How can American Jews comport their faith with Israel’s politics?

Next year in the diaspora

How can American Jews comport their faith with Israel’s politics?

Next week is Rosh Hashanah, the Jewish new year, falling just a month shy of the one-year anniversary of the day when a man walked into a synagogue in Pittsburgh, the city in which I live, and murdered 11 Jews. (“We should not call it an anniversary,” said our rabbi at Friday-night services. “An anniversary should be a time for joy.”)

I have always loved the high holidays — Rosh Hashanah and some days later, Yom Kippur — even though the synagogue services are always too long, even though the rabbis always repeat themselves in their sermons, even though by the time the sun goes down on the Yom Kippur you want to slump in your seat and bite off your dry tongue.

Before we all go home to break the fast and have a few too many glasses of wine, we say together: L’shana Haba’ah B’Yerushalayim, next year in Jerusalem. I have always held that this must mean a spiritual Jerusalem — the “heavenly” Jerusalem, as we sometimes say — a state of being and aspiration.
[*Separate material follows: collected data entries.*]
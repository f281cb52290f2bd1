//! Notification domain types

use chrono::{DateTime, Utc};
use serde::{Deserialize, Serialize};

/// Kind of notification, stable across all sinks
#[derive(Debug, Clone, Copy, PartialEq, Eq, Serialize, Deserialize)]
#[serde(rename_all = "snake_case")]
pub enum NotificationKind {
    Success,
    Failure,
    Rollback,
    CriticalFailure,
}

impl std::fmt::Display for NotificationKind {
    fn fmt(&self, f: &mut std::fmt::Formatter<'_>) -> std::fmt::Result {
        match self {
            NotificationKind::Success => write!(f, "success"),
            NotificationKind::Failure => write!(f, "failure"),
            NotificationKind::Rollback => write!(f, "rollback"),
            NotificationKind::CriticalFailure => write!(f, "critical_failure"),
        }
    }
}

/// Notification payload delivered to every configured channel
#[derive(Debug, Clone, Serialize, Deserialize)]
pub struct Notification {
    #[serde(rename = "type")]
    pub kind: NotificationKind,
    pub timestamp: DateTime<Utc>,
    pub data: serde_json::Value,
}

impl Notification {
    pub fn new(kind: NotificationKind, data: serde_json::Value) -> Self {
        Self {
            kind,
            timestamp: Utc::now(),
            data,
        }
    }
}

#[cfg(test)]
mod tests {
    use super::*;

    #[test]
    fn test_payload_shape() {
        let n = Notification::new(
            NotificationKind::CriticalFailure,
            serde_json::json!({ "environment": "production" }),
        );
        let json = serde_json::to_value(&n).unwrap();

        assert_eq!(json["type"], "critical_failure");
        assert!(json["timestamp"].is_string());
        assert_eq!(json["data"]["environment"], "production");
    }
}
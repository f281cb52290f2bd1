//! State Repository
//!
//! Reads and writes `state.json` (the [`DeploymentState`]). Every mutation is a
//! read-modify-write holding `state.json.lock` followed by an atomic rename,
//! so the busy-marker check and its update cannot interleave, even between
//! separate `stagehand` processes.

use parking_lot::Mutex;
use stagehand_core::domain::state::DeploymentState;
use stagehand_runner::fsutil::{self, FileLock};
use std::io;
use std::path::{Path, PathBuf};
use thiserror::Error;

#[derive(Debug, Error)]
pub enum StateError {
    #[error("Failed to access state file {path}: {source}")]
    Io {
        path: PathBuf,
        #[source]
        source: io::Error,
    },

    #[error("State file {path} is corrupt: {source}")]
    Corrupt {
        path: PathBuf,
        #[source]
        source: serde_json::Error,
    },

    #[error("Failed to serialize state: {0}")]
    Serialize(#[source] serde_json::Error),
}

pub type Result<T> = std::result::Result<T, StateError>;

pub struct StateRepository {
    path: PathBuf,
    lock: Mutex<()>,
}

impl StateRepository {
    pub fn new(path: impl Into<PathBuf>) -> Self {
        Self {
            path: path.into(),
            lock: Mutex::new(()),
        }
    }

    pub fn path(&self) -> &Path {
        &self.path
    }

    /// Reads the current state; a missing file is an empty state
    pub fn load(&self) -> Result<DeploymentState> {
        let _guard = self.lock.lock();
        let _file_lock = self.file_lock()?;
        self.read()
    }

    /// Applies `f` to the current state and persists the result
    ///
    /// Nothing is written when `f` returns an error.
    pub fn update<T, E, F>(&self, f: F) -> std::result::Result<T, E>
    where
        F: FnOnce(&mut DeploymentState) -> std::result::Result<T, E>,
        E: From<StateError>,
    {
        let _guard = self.lock.lock();
        let _file_lock = self.file_lock()?;
        let mut state = self.read()?;
        let out = f(&mut state)?;
        self.write(&state)?;
        Ok(out)
    }

    fn file_lock(&self) -> Result<FileLock> {
        FileLock::acquire(&self.path).map_err(|source| StateError::Io {
            path: self.path.clone(),
            source,
        })
    }

    fn read(&self) -> Result<DeploymentState> {
        let bytes = match std::fs::read(&self.path) {
            Ok(bytes) => bytes,
            Err(e) if e.kind() == io::ErrorKind::NotFound => return Ok(DeploymentState::default()),
            Err(source) => {
                return Err(StateError::Io {
                    path: self.path.clone(),
                    source,
                });
            }
        };

        serde_json::from_slice(&bytes).map_err(|source| StateError::Corrupt {
            path: self.path.clone(),
            source,
        })
    }

    fn write(&self, state: &DeploymentState) -> Result<()> {
        let json = serde_json::to_vec_pretty(state).map_err(StateError::Serialize)?;
        fsutil::write_atomic(&self.path, &json).map_err(|source| StateError::Io {
            path: self.path.clone(),
            source,
        })
    }
}

#[cfg(test)]
mod tests {
    use super::*;
    use stagehand_core::domain::pipeline::{PipelineRun, Trigger};
    use stagehand_core::domain::state::ActiveRun;
    use std::sync::{Arc, Barrier};
    use std::time::Duration;
    use tempfile::tempdir;

    #[test]
    fn test_missing_file_is_empty_state() {
        let dir = tempdir().unwrap();
        let repo = StateRepository::new(dir.path().join("state.json"));
        let state = repo.load().unwrap();
        assert!(state.active.is_empty());
        assert!(state.history.is_empty());
    }

    #[test]
    fn test_update_persists() {
        let dir = tempdir().unwrap();
        let repo = StateRepository::new(dir.path().join("nested/state.json"));
        let run = PipelineRun::new(Trigger::Schedule, "staging");

        repo.update(|state| {
            state.active.insert(
                "staging".to_string(),
                ActiveRun {
                    owner_pid: 42,
                    run: run.clone(),
                },
            );
            Ok::<_, StateError>(())
        })
        .unwrap();

        let reloaded = StateRepository::new(dir.path().join("nested/state.json"))
            .load()
            .unwrap();
        assert_eq!(reloaded.active_run("staging").unwrap().run.id, run.id);
    }

    #[derive(Debug)]
    enum TestError {
        Rejected,
        State,
    }

    impl From<StateError> for TestError {
        fn from(_: StateError) -> Self {
            TestError::State
        }
    }

    #[test]
    fn test_failed_update_writes_nothing() {
        let dir = tempdir().unwrap();
        let repo = StateRepository::new(dir.path().join("state.json"));

        let result: std::result::Result<(), TestError> = repo.update(|state| {
            state.push_history(PipelineRun::new(Trigger::Schedule, "staging"), 10);
            Err(TestError::Rejected)
        });

        assert!(matches!(result, Err(TestError::Rejected)));
        assert!(!repo.path().exists());
    }

    #[test]
    fn test_only_one_repository_takes_the_marker() {
        let dir = tempdir().unwrap();
        let path = dir.path().join("state.json");
        let start = Arc::new(Barrier::new(4));

        let contenders: Vec<_> = (0..4)
            .map(|pid| {
                let path = path.clone();
                let start = Arc::clone(&start);
                std::thread::spawn(move || {
                    let repo = StateRepository::new(path);
                    start.wait();
                    repo.update(|state| {
                        if state.active_run("production").is_some() {
                            return Ok::<_, StateError>(false);
                        }
                        // Widen the window between the check and the insert
                        std::thread::sleep(Duration::from_millis(50));
                        state.active.insert(
                            "production".to_string(),
                            ActiveRun {
                                owner_pid: pid,
                                run: PipelineRun::new(Trigger::Schedule, "production"),
                            },
                        );
                        Ok(true)
                    })
                    .unwrap()
                })
            })
            .collect();

        let winners = contenders
            .into_iter()
            .map(|c| c.join().unwrap())
            .filter(|won| *won)
            .count();
        assert_eq!(winners, 1);

        let state = StateRepository::new(&path).load().unwrap();
        assert_eq!(state.active.len(), 1);
    }

    #[test]
    fn test_corrupt_state_is_reported() {
        let dir = tempdir().unwrap();
        let path = dir.path().join("state.json");
        std::fs::write(&path, "{ not json").unwrap();

        let err = StateRepository::new(&path).load().unwrap_err();
        assert!(matches!(err, StateError::Corrupt { .. }));
    }
}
But I am, as the years advance, less and less sure what that distinction means, and increasingly worried that I am giving myself the gift of an easy way out.
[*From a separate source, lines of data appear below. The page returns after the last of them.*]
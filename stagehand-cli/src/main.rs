//! Stagehand CLI
//!
//! Command-line interface for running release pipelines.

mod commands;
mod config;
mod output;

use clap::Parser;
use colored::*;
use commands::{Commands, handle_command};
use config::Config;
use stagehand_orchestrator::Orchestrator;
use std::path::PathBuf;
use std::process::ExitCode;
use tracing_subscriber::{layer::SubscriberExt, util::SubscriberInitExt};

#[derive(Parser)]
#[command(name = "stagehand")]
#[command(about = "Stagehand release pipeline", long_about = None)]
struct Cli {
    /// Settings file
    #[arg(long, env = "STAGEHAND_CONFIG", default_value = "stagehand.toml")]
    config: PathBuf,

    /// Override the state directory from the settings file
    #[arg(long, env = "STAGEHAND_STATE_DIR")]
    state_dir: Option<PathBuf>,

    #[command(subcommand)]
    command: Commands,
}

#[tokio::main]
async fn main() -> ExitCode {
    // Logs go to stderr; stdout carries the JSON summaries
    tracing_subscriber::registry()
        .with(
            tracing_subscriber::EnvFilter::try_from_default_env().unwrap_or_else(|_| {
                "stagehand=info,stagehand_orchestrator=info,stagehand_runner=info".into()
            }),
        )
        .with(tracing_subscriber::fmt::layer().with_writer(std::io::stderr))
        .init();

    let cli = Cli::parse();

    let config = Config {
        config_path: cli.config,
        state_dir: cli.state_dir,
    };

    let settings = match config.load_settings() {
        Ok(settings) => settings,
        Err(e) => {
            eprintln!("{} {}", "invalid configuration:".red().bold(), e);
            return ExitCode::from(output::EXIT_REJECTED);
        }
    };

    let orchestrator = Orchestrator::new(settings);

    if cli.command.mutates() {
        recover(&orchestrator).await;
    }

    match handle_command(cli.command, &orchestrator).await {
        Ok(code) => ExitCode::from(code),
        Err(e) => {
            eprintln!("{} {:#}", "error:".red().bold(), e);
            ExitCode::from(output::EXIT_FAILED)
        }
    }
}

/// Finishes runs left behind by processes that died mid-run
async fn recover(orchestrator: &Orchestrator) {
    match orchestrator.recover_interrupted().await {
        Ok(recovered) => {
            for run in &recovered {
                tracing::warn!(
                    "Recovered interrupted run {} on {}: {}",
                    run.id,
                    run.environment,
                    run.status
                );
            }
        }
        Err(e) => tracing::warn!("Recovery of interrupted runs failed: {}", e),
    }
}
There were elections in Israel last week, the second round in just six months. The first round, in April, ended indecisively, and Prime Minister Benjamin Netanyahu — beset by charges of corruption and perhaps public exhaustion after his unprecedented 10-year reign, the longest term for a prime minister in Israeli history — was unable to form a government.

Israeli politics have always been byzantine, and assembling a governing coalition out of the many fractious political parties and alliances has often come down to midnight negotiations and last-minute deal-making, but this failure was unprecedented, a first in Israeli history. The September elections produced more bad news for Netanyahu: the more moderate Kahol Lavan party (usually referred to as “Blue and White”), which had tied his conservative Likud party last time around, appears to have edged them out, and while former Israeli Defense Forces head and Blue and White leader Benny Gantz has agreed in principle with calls for a national unity government, he has refused to negotiate directly with his rival and rules out the possibility of serving under “Bibi.”
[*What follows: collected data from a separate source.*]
//! Health prober
//!
//! Runs a fixed battery of checks against a running application:
//! 1. `reachability` - the root path answers 2xx
//! 2. `api_surface` - every API path answers 2xx
//! 3. `static_assets` - every asset path answers 2xx
//! 4. `data_file` - the data file in the live directory parses as JSON
//!
//! Every check runs even if an earlier one failed. Each check is retried with
//! capped exponential backoff before it is marked unhealthy.

use stagehand_client::AppClient;
use stagehand_core::config::{EnvironmentSettings, HealthSettings};
use stagehand_core::domain::health::{HealthCheckResult, HealthReport};
use std::future::Future;
use std::path::Path;
use std::time::Duration;
use tracing::{debug, info, warn};

pub struct HealthProber {
    settings: HealthSettings,
}

impl HealthProber {
    pub fn new(settings: HealthSettings) -> Self {
        Self { settings }
    }

    /// Runs every check against one environment
    pub async fn check(&self, environment: &str, env: &EnvironmentSettings) -> HealthReport {
        info!("Running health checks for {} at {}", environment, env.base_url);

        let mut checks = Vec::with_capacity(4);

        match AppClient::with_timeout(env.base_url.clone(), self.settings.request_timeout()) {
            Ok(client) => {
                let client = &client;
                let root = vec![self.settings.root_path.clone()];

                checks.push(self.with_retries("reachability", || probe_all(client, &root)).await);
                checks.push(
                    self.with_retries("api_surface", || {
                        probe_all(client, &self.settings.api_paths)
                    })
                    .await,
                );
                checks.push(
                    self.with_retries("static_assets", || {
                        probe_all(client, &self.settings.asset_paths)
                    })
                    .await,
                );
            }
            Err(e) => {
                let detail = format!("cannot build HTTP client: {}", e);
                for name in ["reachability", "api_surface", "static_assets"] {
                    checks.push(HealthCheckResult {
                        check_name: name.to_string(),
                        healthy: false,
                        detail: Some(detail.clone()),
                        attempts: 0,
                    });
                }
            }
        }

        let data_file = env.live_dir.join(&self.settings.data_file);
        checks.push(self.with_retries("data_file", || read_json(&data_file)).await);

        let report = HealthReport { checks };
        if report.is_healthy() {
            info!("All health checks passed for {}", environment);
        } else {
            for failure in report.failures() {
                warn!(
                    "Health check {} failed for {}: {}",
                    failure.check_name,
                    environment,
                    failure.detail.as_deref().unwrap_or("unknown")
                );
            }
        }
        report
    }

    /// Runs one check until it passes or the retries are used up
    async fn with_retries<F, Fut>(&self, name: &str, mut check: F) -> HealthCheckResult
    where
        F: FnMut() -> Fut,
        Fut: Future<Output = Result<(), String>>,
    {
        let max_attempts = self.settings.retries + 1;
        let mut delay = self.settings.backoff();
        let mut attempt = 0;

        loop {
            attempt += 1;

            match check().await {
                Ok(()) => {
                    if attempt > 1 {
                        debug!("{} passed after {} attempt(s)", name, attempt);
                    }
                    return HealthCheckResult {
                        check_name: name.to_string(),
                        healthy: true,
                        detail: None,
                        attempts: attempt,
                    };
                }
                Err(detail) => {
                    if attempt >= max_attempts {
                        return HealthCheckResult {
                            check_name: name.to_string(),
                            healthy: false,
                            detail: Some(detail),
                            attempts: attempt,
                        };
                    }

                    debug!(
                        "{} failed (attempt {}/{}): {}. Retrying in {:?}",
                        name, attempt, max_attempts, detail, delay
                    );
                    tokio::time::sleep(delay).await;
                    delay = next_delay(delay, self.settings.max_backoff());
                }
            }
        }
    }
}

fn next_delay(delay: Duration, max: Duration) -> Duration {
    std::cmp::min(delay.saturating_mul(2), max)
}

/// Every path must answer 2xx; reports all failing paths
async fn probe_all(client: &AppClient, paths: &[String]) -> Result<(), String> {
    let mut failures = Vec::new();

    for path in paths {
        match client.probe(path).await {
            Ok(probe) if probe.is_success() => {}
            Ok(probe) => failures.push(format!("{} returned {}", path, probe.status)),
            Err(e) => failures.push(format!("{}: {}", path, e)),
        }
    }

    if failures.is_empty() {
        Ok(())
    } else {
        Err(failures.join("; "))
    }
}

async fn read_json(path: &Path) -> Result<(), String> {
    let raw = tokio::fs::read(path)
        .await
        .map_err(|e| format!("cannot read {}: {}", path.display(), e))?;

    serde_json::from_slice::<serde_json::Value>(&raw)
        .map(|_| ())
        .map_err(|e| format!("{} is not valid JSON: {}", path.display(), e))
}

#[cfg(test)]
mod tests {
    use super::*;
    use axum::routing::{MethodRouter, get};
    use axum::{Json, Router, http::StatusCode};
    use std::collections::BTreeMap;
    use std::path::PathBuf;
    use std::sync::Arc;
    use std::sync::atomic::{AtomicU32, Ordering};
    use tempfile::tempdir;

    async fn serve(router: Router) -> String {
        let listener = tokio::net::TcpListener::bind("127.0.0.1:0").await.unwrap();
        let addr = listener.local_addr().unwrap();
        tokio::spawn(async move {
            axum::serve(listener, router).await.unwrap();
        });
        format!("http://{}", addr)
    }

    /// Fake application with replaceable root and random-poem handlers
    fn app(root: MethodRouter, random: MethodRouter) -> Router {
        Router::new()
            .route("/", root)
            .route("/api/poems", get(|| async { Json(vec!["a", "b"]) }))
            .route("/api/poems/random", random)
            .route("/api/poems/templates", get(|| async { Json(Vec::<String>::new()) }))
            .route("/index.html", get(|| async { "<html></html>" }))
            .route("/styles.css", get(|| async { "body {}" }))
            .route("/app.js", get(|| async { "void 0" }))
    }

    fn healthy_app() -> Router {
        app(get(|| async { "ok" }), get(|| async { Json("a") }))
    }

    fn fast_settings() -> HealthSettings {
        HealthSettings {
            retries: 2,
            backoff_ms: 10,
            max_backoff_ms: 20,
            request_timeout_secs: 2,
            ..HealthSettings::default()
        }
    }

    fn environment(base_url: String, live_dir: PathBuf) -> EnvironmentSettings {
        EnvironmentSettings {
            live_dir,
            base_url,
            env_vars: BTreeMap::new(),
        }
    }

    fn write_data(dir: &Path, content: &str) {
        std::fs::create_dir_all(dir.join("data")).unwrap();
        std::fs::write(dir.join("data/poems.json"), content).unwrap();
    }

    #[tokio::test]
    async fn test_healthy_application() {
        let dir = tempdir().unwrap();
        write_data(dir.path(), r#"[{"title":"x"}]"#);
        let base_url = serve(healthy_app()).await;

        let prober = HealthProber::new(fast_settings());
        let report = prober
            .check("staging", &environment(base_url, dir.path().to_path_buf()))
            .await;

        assert!(report.is_healthy(), "{:?}", report.summary_lines());
        let names: Vec<&str> = report.checks.iter().map(|c| c.check_name.as_str()).collect();
        assert_eq!(names, ["reachability", "api_surface", "static_assets", "data_file"]);
        assert!(report.checks.iter().all(|c| c.attempts == 1));
    }

    #[tokio::test]
    async fn test_all_checks_run_after_a_failure() {
        let dir = tempdir().unwrap();
        write_data(dir.path(), "not json");
        let base_url = serve(app(
            get(|| async { "ok" }),
            get(|| async { StatusCode::INTERNAL_SERVER_ERROR }),
        ))
        .await;

        let report = HealthProber::new(fast_settings())
            .check("staging", &environment(base_url, dir.path().to_path_buf()))
            .await;

        assert!(!report.is_healthy());
        assert_eq!(report.checks.len(), 4);
        let failed: Vec<&str> = report.failures().map(|c| c.check_name.as_str()).collect();
        assert_eq!(failed, ["api_surface", "data_file"]);

        let api = &report.checks[1];
        assert_eq!(api.attempts, 3);
        assert!(api.detail.as_deref().unwrap().contains("/api/poems/random returned 500"));
    }

    #[tokio::test]
    async fn test_unreachable_application() {
        let dir = tempdir().unwrap();
        write_data(dir.path(), "[]");
        // Bind and drop to get a port nothing listens on
        let listener = tokio::net::TcpListener::bind("127.0.0.1:0").await.unwrap();
        let addr = listener.local_addr().unwrap();
        drop(listener);

        let report = HealthProber::new(fast_settings())
            .check(
                "staging",
                &environment(format!("http://{}", addr), dir.path().to_path_buf()),
            )
            .await;

        let failed: Vec<&str> = report.failures().map(|c| c.check_name.as_str()).collect();
        assert_eq!(failed, ["reachability", "api_surface", "static_assets"]);
    }

    #[tokio::test]
    async fn test_retry_recovers_from_slow_start() {
        let dir = tempdir().unwrap();
        write_data(dir.path(), "[]");
        let hits = Arc::new(AtomicU32::new(0));
        let counter = hits.clone();
        let root = get(move || {
            let counter = counter.clone();
            async move {
                if counter.fetch_add(1, Ordering::SeqCst) < 2 {
                    StatusCode::SERVICE_UNAVAILABLE
                } else {
                    StatusCode::OK
                }
            }
        });
        let base_url = serve(app(root, get(|| async { Json("a") }))).await;

        let report = HealthProber::new(fast_settings())
            .check("staging", &environment(base_url, dir.path().to_path_buf()))
            .await;

        assert!(report.is_healthy());
        assert_eq!(report.checks[0].attempts, 3);
    }

    #[test]
    fn test_backoff_is_capped() {
        let max = Duration::from_millis(300);
        let mut delay = Duration::from_millis(100);
        delay = next_delay(delay, max);
        assert_eq!(delay, Duration::from_millis(200));
        delay = next_delay(delay, max);
        assert_eq!(delay, Duration::from_millis(300));
        delay = next_delay(delay, max);
        assert_eq!(delay, Duration::from_millis(300));
    }
}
Netanyahu and his wife, Sara, have now sat atop Israeli politics and society for so long that it feels almost liberatory simply to imagine an Israel without them. Netanyahu attracts the bulk of foreign press attention, but Sara is equally implicated in the ongoing corruption and bribery scandals. Last month, she tried to barge into the cockpit of a commercial airliner because the pilots hadn’t greeted her over the intercom. She was caught on tape screaming at a gossip columnist over the phone. It has been speculated that she is the power behind the throne, but so monstrously entitled, imperious, and disconnected from reality that even Miriam and Sheldon Adelson, some of the most monstrous, entitled billionaire nutcases that Hashem has ever seen fit to drop as a curse upon the Jewish people consider her entirely and irredeemably nutso.

For American Jews, who are, to Donald Trump’s chagrin, decidedly liberal and overwhelmingly Democratic, Netanyahu’s derisive, truculent, combative tenure — his permanent frown and snidely condescending attitude toward the diaspora — mark everything wrong and irreconcilable about Israel. Perhaps, we allow ourselves to hope, when he is gone, Israel can simply go back.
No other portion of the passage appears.